(Assignment) Copy every line of the records below that holds the word "InvalidLocalpart".

Stored data entries:
◆ ◆ ◆ ◆ ◆
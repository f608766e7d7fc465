//! Error types for Matrix link parsing.

use std::fmt;

use crate::sigil::Sigil;

/// Errors that can occur when parsing a link fragment.
///
/// The original input is always preserved so callers can echo the raw link
/// back to the user ("this link looks wrong") and probe for corrections via
/// [`LinkError::suggestions`](crate::Link).
#[derive(Debug, Clone, PartialEq, Eq)]
pub struct LinkError {
    /// The input that failed to parse
    pub input: String,
    /// The specific error that occurred
    pub kind: LinkErrorKind,
}

/// Specific link parsing error types.
#[derive(Debug, Clone, PartialEq, Eq)]
pub enum LinkErrorKind {
    /// Fragment is empty
    Empty,
    /// Fragment exceeds maximum length
    TooLong {
        /// Maximum allowed length
        max: usize,
        /// Actual length
        actual: usize,
    },
    /// Missing the `#/` navigational prefix
    MissingPrefix {
        /// What the fragment started with instead, if anything
        found: Option<String>,
    },
    /// The primary identifier failed the grammar
    InvalidIdentifier(IdentifierError),
    /// The room half of a permalink failed the room-only grammar
    InvalidPermalinkRoom(IdentifierError),
    /// The room half of a permalink parsed, but as a non-room kind
    PermalinkRoomKind {
        /// The sigil that was found
        found: Sigil,
    },
    /// The event half of a permalink failed the grammar
    InvalidEventId(IdentifierError),
    /// The query string failed to parse
    InvalidArguments(ArgsError),
}

impl fmt::Display for LinkError {
    fn fmt(&self, f: &mut fmt::Formatter<'_>) -> fmt::Result {
        write!(f, "failed to parse link '{}': ", self.input)?;
        match &self.kind {
            LinkErrorKind::Empty => write!(f, "input is empty"),
            LinkErrorKind::TooLong { max, actual } => {
                write!(f, "fragment length {actual} exceeds maximum {max}")
            }
            LinkErrorKind::MissingPrefix { found } => match found {
                Some(s) => write!(f, "expected prefix '#/', found '{s}'"),
                None => write!(f, "missing prefix; links must start with '#/'"),
            },
            LinkErrorKind::InvalidIdentifier(e) => write!(f, "invalid identifier: {e}"),
            LinkErrorKind::InvalidPermalinkRoom(e) => {
                write!(f, "invalid room in permalink: {e}")
            }
            LinkErrorKind::PermalinkRoomKind { found } => {
                write!(
                    f,
                    "permalink must reference a room alias or room ID, found '{found}' identifier"
                )
            }
            LinkErrorKind::InvalidEventId(e) => write!(f, "invalid event ID: {e}"),
            LinkErrorKind::InvalidArguments(e) => write!(f, "invalid query arguments: {e}"),
        }
    }
}

impl std::error::Error for LinkError {}

/// Errors for identifier parsing.
#[derive(Debug, Clone, PartialEq, Eq)]
pub enum IdentifierError {
    /// Identifier is empty
    Empty,
    /// Identifier exceeds maximum length
    TooLong {
        /// Maximum allowed length
        max: usize,
        /// Actual length
        actual: usize,
    },
    /// First character is not a recognized sigil
    MissingSigil {
        /// The character that was found, if any
        found: Option<char>,
    },
    /// The sigil does not match the expected identifier kind
    WrongSigil {
        /// The expected sigil
        expected: Sigil,
        /// The sigil that was found
        found: Sigil,
    },
    /// A character the `encodeURI` round-trip would alter
    OpaqueChar {
        /// The offending character
        char: char,
        /// Position in the input
        position: usize,
    },
    /// No `:` separator between localpart and server name
    MissingServerPart,
    /// The localpart is empty where the kind requires one
    EmptyLocalpart,
    /// The localpart contains a character forbidden at this position
    InvalidLocalpart {
        /// The offending character
        char: char,
        /// Position in the localpart
        position: usize,
    },
    /// The server name failed to parse
    InvalidServerName(ServerNameError),
}

impl fmt::Display for IdentifierError {
    fn fmt(&self, f: &mut fmt::Formatter<'_>) -> fmt::Result {
        match self {
            Self::Empty => write!(f, "identifier cannot be empty"),
            Self::TooLong { max, actual } => {
                write!(f, "identifier length {actual} exceeds maximum {max}")
            }
            Self::MissingSigil { found } => match found {
                Some(c) => write!(f, "missing identifier sigil; found '{c}'"),
                None => write!(f, "missing identifier sigil"),
            },
            Self::WrongSigil { expected, found } => {
                write!(f, "expected sigil '{expected}', found '{found}'")
            }
            Self::OpaqueChar { char, position } => {
                write!(
                    f,
                    "character '{char}' at position {position} would not survive URI encoding; escape it or remove it"
                )
            }
            Self::MissingServerPart => {
                write!(f, "missing ':' separator between localpart and server name")
            }
            Self::EmptyLocalpart => write!(f, "localpart cannot be empty"),
            Self::InvalidLocalpart { char, position } => {
                write!(f, "invalid character '{char}' at localpart position {position}")
            }
            Self::InvalidServerName(e) => write!(f, "invalid server name: {e}"),
        }
    }
}

impl std::error::Error for IdentifierError {}

/// Errors for server name parsing.
#[derive(Debug, Clone, PartialEq, Eq)]
pub enum ServerNameError {
    /// Server name is empty
    Empty,
    /// Server name exceeds maximum length
    TooLong {
        /// Maximum allowed length
        max: usize,
        /// Actual length
        actual: usize,
    },
    /// Invalid domain name
    InvalidDomain {
        /// The invalid domain
        domain: String,
        /// Reason for invalidity
        reason: &'static str,
    },
    /// Invalid IP address
    InvalidIpAddress {
        /// The invalid value
        value: String,
        /// Reason for invalidity
        reason: &'static str,
    },
    /// Invalid port number
    InvalidPort {
        /// The invalid value
        value: String,
        /// Reason for invalidity
        reason: &'static str,
    },
    /// DNS label too long
    LabelTooLong {
        /// The too-long label
        label: String,
        /// Maximum allowed length
        max: usize,
        /// Actual length
        actual: usize,
    },
    /// Invalid character in domain
    InvalidChar {
        /// The invalid character
        char: char,
        /// Position in the input
        position: usize,
    },
}

impl fmt::Display for ServerNameError {
    fn fmt(&self, f: &mut fmt::Formatter<'_>) -> fmt::Result {
        match self {
            Self::Empty => write!(f, "server name cannot be empty"),
            Self::TooLong { max, actual } => {
                write!(f, "server name length {actual} exceeds maximum {max}")
            }
            Self::InvalidDomain { domain, reason } => {
                write!(f, "invalid domain '{domain}': {reason}")
            }
            Self::InvalidIpAddress { value, reason } => {
                write!(f, "invalid IP address '{value}': {reason}")
            }
            Self::InvalidPort { value, reason } => {
                write!(f, "invalid port '{value}': {reason}")
            }
            Self::LabelTooLong { label, max, actual } => {
                write!(f, "DNS label '{label}' is {actual} chars, max is {max}")
            }
            Self::InvalidChar { char, position } => {
                write!(f, "invalid character '{char}' at position {position}")
            }
        }
    }
}

impl std::error::Error for ServerNameError {}

/// Errors for query argument parsing.
#[derive(Debug, Clone, PartialEq, Eq)]
pub enum ArgsError {
    /// Invalid percent encoding
    InvalidPercentEncoding {
        /// The invalid value
        value: String,
    },
    /// A `via` value is not a valid server name
    InvalidViaServer {
        /// The invalid value
        value: String,
        /// The underlying server name error
        source: ServerNameError,
    },
}

impl fmt::Display for ArgsError {
    fn fmt(&self, f: &mut fmt::Formatter<'_>) -> fmt::Result {
        match self {
            Self::InvalidPercentEncoding { value } => {
                write!(f, "invalid percent encoding in '{value}'")
            }
            Self::InvalidViaServer { value, source } => {
                write!(f, "invalid via server '{value}': {source}")
            }
        }
    }
}

impl std::error::Error for ArgsError {}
◆ ◆ ◆ ◆ ◆
(Your response)
    InvalidLocalpart {
            Self::InvalidLocalpart { char, position } => {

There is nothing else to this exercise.